Yes, yes, HN is going to the dogs, it's not as good as it used to be, it's all because of the new users, and so on and so on. It's been like that since I joined two and a half years ago.
Last year, upon Iteration 27 of this same subject, I threw something like this together in jest:
Quality of HN Comments Over Time
| . .
| . .
q| . . . .
u| . . . . . .
a| . . . . .
l| . . . . .
i| . . . . .
t| . . . you are here -->. .
y| (that's all)
|________________________________________________________
M J J A S O N D J F M A M J J A S O N D J F M A M J J A
'09 '10
I must have been on to something because so many didn't realize it was a joke. What fun that was. All I have to do is shift the x axis every n months: some things never change.
I think that reminding people to read the guidelines does not necessarily mean that HN is becoming bad.
I incur sometimes in posts that do not follow the guidelines and get a lot of downvotes. Half the time they are from new users that maybe do not even know about those guidelines, so maybe they do not even understand why they are getting downvoted. Of course they can learn it the hard way, but reading the guidelines is a lot faster and wastes less of everybody's time.
In the same way there are some posts that are not appropriate to this community. In the last days I did not find many interesting posts in the first page, but that's just my opinion and the community as a whole decides what goes up or not. Nonetheless some days ago I even found a link to thisisphotobomb.com (a websites of the cheesburger network, like the lolcats) and this is clearly against the guidelines. Again, there are the voting system and the flagging system, but it wastes less of everybody's time just to know the guidelines and it's better not to pollute the new posts section.
In each of these cases I think "you should read the guidelines", but don't write it because it's against them. But the fact that lately I've been thinking it more often, means that a kind reminder is not totally out of place.
Does this all mean that HN is becoming bad? I don't think so. It just means that we have guidelines we care about because they made HN a place we all like.
Indeed, though the worst trend I see is emotional comments getting voted up more. Maybe I'm seeing the past more warmly than it was, but it seems like clear, logical, consistent, coherent comments got voted up and emotional based comments stayed around 1 or got voted down. It seems like a lot of emotional reactions are getting voted up even when they're not coherent, consistent, and logical - which seems a bad trend.
1) It's been a while, so worth the reminder; and
2) It's actually a submission from someone whose been here a while. The last several were from people with < 200 day memberships.
So: worth a little bit of +1 action, but I certainly hope it doesn't 'stay at the top for a while' as someone else said. Hoarding one of the 'above the fold' slots would be a bummer.
I think the reality is more that it goes in cycles, and it does seem to be at one of its low points currently. A reminder of the guidelines seems in order.
I find myself writing comments fairly often, but end up pausing before I hit the reply button to re-read what I'm replying to and to think if my comment is actually contributing to the discussion. A good percentage of the time, I just end up closing the window.

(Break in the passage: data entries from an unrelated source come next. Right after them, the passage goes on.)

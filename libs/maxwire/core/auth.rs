//! Login, registration and initial sync
//!
//! ```text
//! AUTH_REQUEST {phone, START_AUTH} ──> temp token
//!        code from CodeProvider (6 digits)
//! AUTH {token, verifyCode, CHECK_CODE} ──> tokenAttrs.LOGIN.token
//!                                      └─> tokenAttrs.REGISTER.token
//!                                             AUTH_CONFIRM {.., REGISTER} ──> token
//! LOGIN {interactive, token, *Sync: 0, chatsCount} ──> chats, profile
//! ```

use super::config::is_valid_phone;
use crate::protocol::{opcode, CMD_REQUEST};
use crate::traits::{CodeProvider, MaxWireError, RequestSender, Result};
use serde_json::{json, Value};
use std::sync::Arc;
use std::time::Duration;
use tracing::{error, info, warn};

/// Server error code meaning the session token is invalid or expired
pub const INVALID_TOKEN_ERROR: &str = "login.token";

/// Registration details for a phone with no account yet
#[derive(Debug, Clone, PartialEq)]
pub struct Registration {
    pub first_name: String,
    pub last_name: Option<String>,
}

/// Chats and profile returned by the initial sync
#[derive(Debug, Clone, Default, PartialEq)]
pub struct SyncSnapshot {
    pub dialogs: Vec<Value>,
    pub chats: Vec<Value>,
    pub channels: Vec<Value>,
    pub me: Option<Value>,
}

impl SyncSnapshot {
    fn from_payload(payload: &Value) -> Self {
        let mut snapshot = SyncSnapshot::default();
        for chat in payload
            .get("chats")
            .and_then(Value::as_array)
            .into_iter()
            .flatten()
        {
            match chat.get("type").and_then(Value::as_str) {
                Some("DIALOG") => snapshot.dialogs.push(chat.clone()),
                Some("CHAT") => snapshot.chats.push(chat.clone()),
                Some("CHANNEL") => snapshot.channels.push(chat.clone()),
                other => warn!("Skipping chat entry of unknown type {:?}", other),
            }
        }
        snapshot.me = payload
            .get("profile")
            .and_then(|p| p.get("contact"))
            .filter(|c| !c.is_null())
            .cloned();
        snapshot
    }
}

pub struct AuthService<S: RequestSender + ?Sized> {
    sender: Arc<S>,
    codes: Arc<dyn CodeProvider>,
    timeout: Duration,
    language: String,
}

fn rejected(context: &str, e: MaxWireError) -> MaxWireError {
    match e {
        MaxWireError::Server { error, message } => {
            MaxWireError::AuthenticationFailed(format!("{}: {} ({})", context, message, error))
        }
        other => other,
    }
}

impl<S: RequestSender + ?Sized> AuthService<S> {
    pub fn new(
        sender: Arc<S>,
        codes: Arc<dyn CodeProvider>,
        timeout: Duration,
        language: impl Into<String>,
    ) -> Self {
        Self {
            sender,
            codes,
            timeout,
            language: language.into(),
        }
    }

    async fn request(&self, opcode: u16, payload: Value) -> Result<Value> {
        self.sender
            .send_and_wait(opcode, payload, CMD_REQUEST, self.timeout)
            .await?
            .into_result()
    }

    /// Ask the server to send a code to `phone`; returns the temporary token
    pub async fn request_code(&self, phone: &str) -> Result<String> {
        info!("Requesting auth code");
        let payload = self
            .request(
                opcode::AUTH_REQUEST,
                json!({"phone": phone, "type": "START_AUTH", "language": self.language}),
            )
            .await
            .map_err(|e| rejected("Request code failed", e))?;

        payload
            .get("token")
            .and_then(Value::as_str)
            .map(str::to_string)
            .ok_or_else(|| {
                error!("Failed to request code: token missing");
                MaxWireError::AuthenticationFailed("Failed to request code".into())
            })
    }

    /// Submit the verification code; returns the raw response payload
    pub async fn send_code(&self, temp_token: &str, code: &str) -> Result<Value> {
        info!("Sending verification code");
        self.request(
            opcode::AUTH,
            json!({"token": temp_token, "verifyCode": code, "authTokenType": "CHECK_CODE"}),
        )
        .await
        .map_err(|e| rejected("Send code failed", e))
    }

    /// Finish registration of a new account; returns the session token
    pub async fn confirm_registration(&self, register_token: &str, registration: &Registration) -> Result<String> {
        info!("Confirming registration");
        let payload = self
            .request(
                opcode::AUTH_CONFIRM,
                json!({
                    "token": register_token,
                    "firstName": registration.first_name,
                    "lastName": registration.last_name,
                    "tokenType": "REGISTER",
                }),
            )
            .await
            .map_err(|e| rejected("Registration failed", e))?;

        payload
            .get("token")
            .and_then(Value::as_str)
            .map(str::to_string)
            .ok_or_else(|| MaxWireError::AuthenticationFailed("Registration token not received".into()))
    }

    /// Run the phone → code → token flow
    ///
    /// # Errors
    /// - `Configuration` for a malformed phone or code, or a new account
    ///   with no registration details
    /// - `AuthenticationFailed` when the server rejects any step
    pub async fn login(&self, phone: &str, registration: Option<&Registration>) -> Result<String> {
        if !is_valid_phone(phone) {
            return Err(MaxWireError::Configuration(format!("Invalid phone number format: {}", phone)));
        }
        info!("Starting login flow");

        let temp_token = self.request_code(phone).await?;

        let code = self.codes.verification_code(phone).await?;
        let code = code.trim();
        if code.len() != 6 || !code.bytes().all(|b| b.is_ascii_digit()) {
            error!("Invalid code format entered");
            return Err(MaxWireError::Configuration("Invalid code format".into()));
        }

        let response = self.send_code(&temp_token, code).await?;
        let token_attrs = response.get("tokenAttrs");
        let token_of = |kind: &str| {
            token_attrs
                .and_then(|attrs| attrs.get(kind))
                .and_then(|attr| attr.get("token"))
                .and_then(Value::as_str)
                .map(str::to_string)
        };

        if let Some(token) = token_of("LOGIN") {
            info!("Login successful");
            return Ok(token);
        }

        if let Some(register_token) = token_of("REGISTER") {
            return match registration {
                Some(registration) => self.confirm_registration(&register_token, registration).await,
                None => Err(MaxWireError::Configuration(
                    "Phone is not registered; enable registration and set first_name".into(),
                )),
            };
        }

        error!("Failed to login, token not received");
        Err(MaxWireError::AuthenticationFailed("Failed to login, token not received".into()))
    }

    /// Initial state sync with a session token
    ///
    /// `login.token` is reported as `AuthenticationFailed`; any other server
    /// error is logged and yields an empty snapshot.
    pub async fn sync(&self, token: &str, chats_count: u32) -> Result<SyncSnapshot> {
        info!("Starting initial sync");
        let frame = self
            .sender
            .send_and_wait(
                opcode::LOGIN,
                json!({
                    "interactive": true,
                    "token": token,
                    "chatsSync": 0,
                    "contactsSync": 0,
                    "presenceSync": 0,
                    "draftsSync": 0,
                    "chatsCount": chats_count,
                }),
                CMD_REQUEST,
                self.timeout,
            )
            .await?;

        match frame.into_result() {
            Ok(payload) => {
                let snapshot = SyncSnapshot::from_payload(&payload);
                info!(
                    "Sync completed: dialogs={} chats={} channels={}",
                    snapshot.dialogs.len(),
                    snapshot.chats.len(),
                    snapshot.channels.len()
                );
                Ok(snapshot)
            }
            Err(MaxWireError::Server { error, message }) if error == INVALID_TOKEN_ERROR => {
                error!("Sync error: {}", error);
                Err(MaxWireError::AuthenticationFailed(if message.is_empty() {
                    error
                } else {
                    message
                }))
            }
            Err(e) => {
                error!("Sync error: {}", e);
                Ok(SyncSnapshot::default())
            }
        }
    }
}

#[cfg(test)]
mod tests {
    use super::*;
    use crate::protocol::Frame;
    use crate::traits::StaticCode;
    use async_trait::async_trait;
    use parking_lot::Mutex;

    /// Answers each opcode from a table and records requests
    struct TableSender {
        replies: Vec<(u16, Value)>,
        seen: Mutex<Vec<(u16, Value)>>,
    }

    #[async_trait]
    impl RequestSender for TableSender {
        async fn send_and_wait(&self, opcode: u16, payload: Value, cmd: u16, _t: Duration) -> Result<Frame> {
            self.seen.lock().push((opcode, payload));
            let reply = self
                .replies
                .iter()
                .find(|(op, _)| *op == opcode)
                .map(|(_, v)| v.clone())
                .ok_or_else(|| MaxWireError::Timeout(format!("opcode {}", opcode)))?;
            Ok(Frame::new(11, cmd + 1, 0, opcode, reply))
        }
    }

    fn service(replies: Vec<(u16, Value)>, code: &str) -> (AuthService<TableSender>, Arc<TableSender>) {
        let sender = Arc::new(TableSender {
            replies,
            seen: Mutex::new(Vec::new()),
        });
        let svc = AuthService::new(
            sender.clone(),
            Arc::new(StaticCode(code.to_string())),
            Duration::from_secs(1),
            "ru",
        );
        (svc, sender)
    }

    #[tokio::test]
    async fn test_login_flow() {
        let (svc, sender) = service(
            vec![
                (opcode::AUTH_REQUEST, json!({"token": "temp"})),
                (opcode::AUTH, json!({"tokenAttrs": {"LOGIN": {"token": "session"}}})),
            ],
            "123456",
        );
        assert_eq!(svc.login("+79991234567", None).await.unwrap(), "session");

        let seen = sender.seen.lock();
        assert_eq!(seen[0].1["type"], "START_AUTH");
        assert_eq!(seen[1].1, json!({"token": "temp", "verifyCode": "123456", "authTokenType": "CHECK_CODE"}));
    }

    #[tokio::test]
    async fn test_registration_flow() {
        let (svc, sender) = service(
            vec![
                (opcode::AUTH_REQUEST, json!({"token": "temp"})),
                (opcode::AUTH, json!({"tokenAttrs": {"REGISTER": {"token": "reg"}}})),
                (opcode::AUTH_CONFIRM, json!({"token": "fresh"})),
            ],
            "000111",
        );
        let registration = Registration {
            first_name: "Ivan".into(),
            last_name: None,
        };
        assert_eq!(
            svc.login("79991234567", Some(&registration)).await.unwrap(),
            "fresh"
        );
        assert_eq!(sender.seen.lock()[2].1["tokenType"], "REGISTER");
    }

    #[tokio::test]
    async fn test_bad_code_and_phone_are_configuration_errors() {
        let (svc, _) = service(vec![(opcode::AUTH_REQUEST, json!({"token": "temp"}))], "12ab");
        assert!(matches!(
            svc.login("+79991234567", None).await,
            Err(MaxWireError::Configuration(_))
        ));
        assert!(matches!(
            svc.login("nope", None).await,
            Err(MaxWireError::Configuration(_))
        ));
    }

    #[tokio::test]
    async fn test_rejected_code_is_authentication_error() {
        let (svc, _) = service(
            vec![
                (opcode::AUTH_REQUEST, json!({"token": "temp"})),
                (opcode::AUTH, json!({"error": "verify.code.wrong", "localizedMessage": "Wrong code"})),
            ],
            "123456",
        );
        assert!(matches!(
            svc.login("+79991234567", None).await,
            Err(MaxWireError::AuthenticationFailed(_))
        ));
    }

    #[tokio::test]
    async fn test_sync_partitions_chats() {
        let (svc, sender) = service(
            vec![(
                opcode::LOGIN,
                json!({
                    "chats": [
                        {"id": 1, "type": "DIALOG"},
                        {"id": -2, "type": "CHAT"},
                        {"id": -3, "type": "CHANNEL"},
                        {"id": -4, "type": "CHAT"}
                    ],
                    "profile": {"contact": {"id": 42}}
                }),
            )],
            "",
        );
        let snapshot = svc.sync("tok", 40).await.unwrap();
        assert_eq!(snapshot.dialogs.len(), 1);
        assert_eq!(snapshot.chats.len(), 2);
        assert_eq!(snapshot.channels.len(), 1);
        assert_eq!(snapshot.me, Some(json!({"id": 42})));
        assert_eq!(sender.seen.lock()[0].1["chatsCount"], 40);
    }

    #[tokio::test]
    async fn test_sync_invalid_token() {
        let (svc, _) = service(
            vec![(opcode::LOGIN, json!({"error": "login.token", "localizedMessage": "expired"}))],
            "",
        );
        assert_eq!(
            svc.sync("dead", 40).await.unwrap_err(),
            MaxWireError::AuthenticationFailed("expired".into())
        );
    }

    #[tokio::test]
    async fn test_sync_other_server_error_is_tolerated() {
        let (svc, _) = service(vec![(opcode::LOGIN, json!({"error": "service.unavailable"}))], "");
        assert_eq!(svc.sync("tok", 40).await.unwrap(), SyncSnapshot::default());
    }
}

I may have good intentions to begin with, but if what I say reads as being one of the three points you wrote, there's no point in having other people argue against my invalid or ignorant claim. It just leads to semantical flame wars.
One of the biggest reasons I can think of for the eventual decline of HN are the result of these words;
>>>On-Topic: Anything that good hackers would find interesting. That includes more than hacking and startups. If you had to reduce it to a sentence, the answer might be: anything that gratifies one's intellectual curiosity.<<<
The problem over here is that people's version of what gratifies their intellectual curiosity varies. What I find interesting is deeply subjective and I need to acknowledge that to contribute anything, anywhere. The same thing goes for HN in general.
HN is starting to attract people outside of its core audience and in doing so it inevitably leads to the point where people come in whose mean of what's interesting is different from the mean of what's interesting for the core audience.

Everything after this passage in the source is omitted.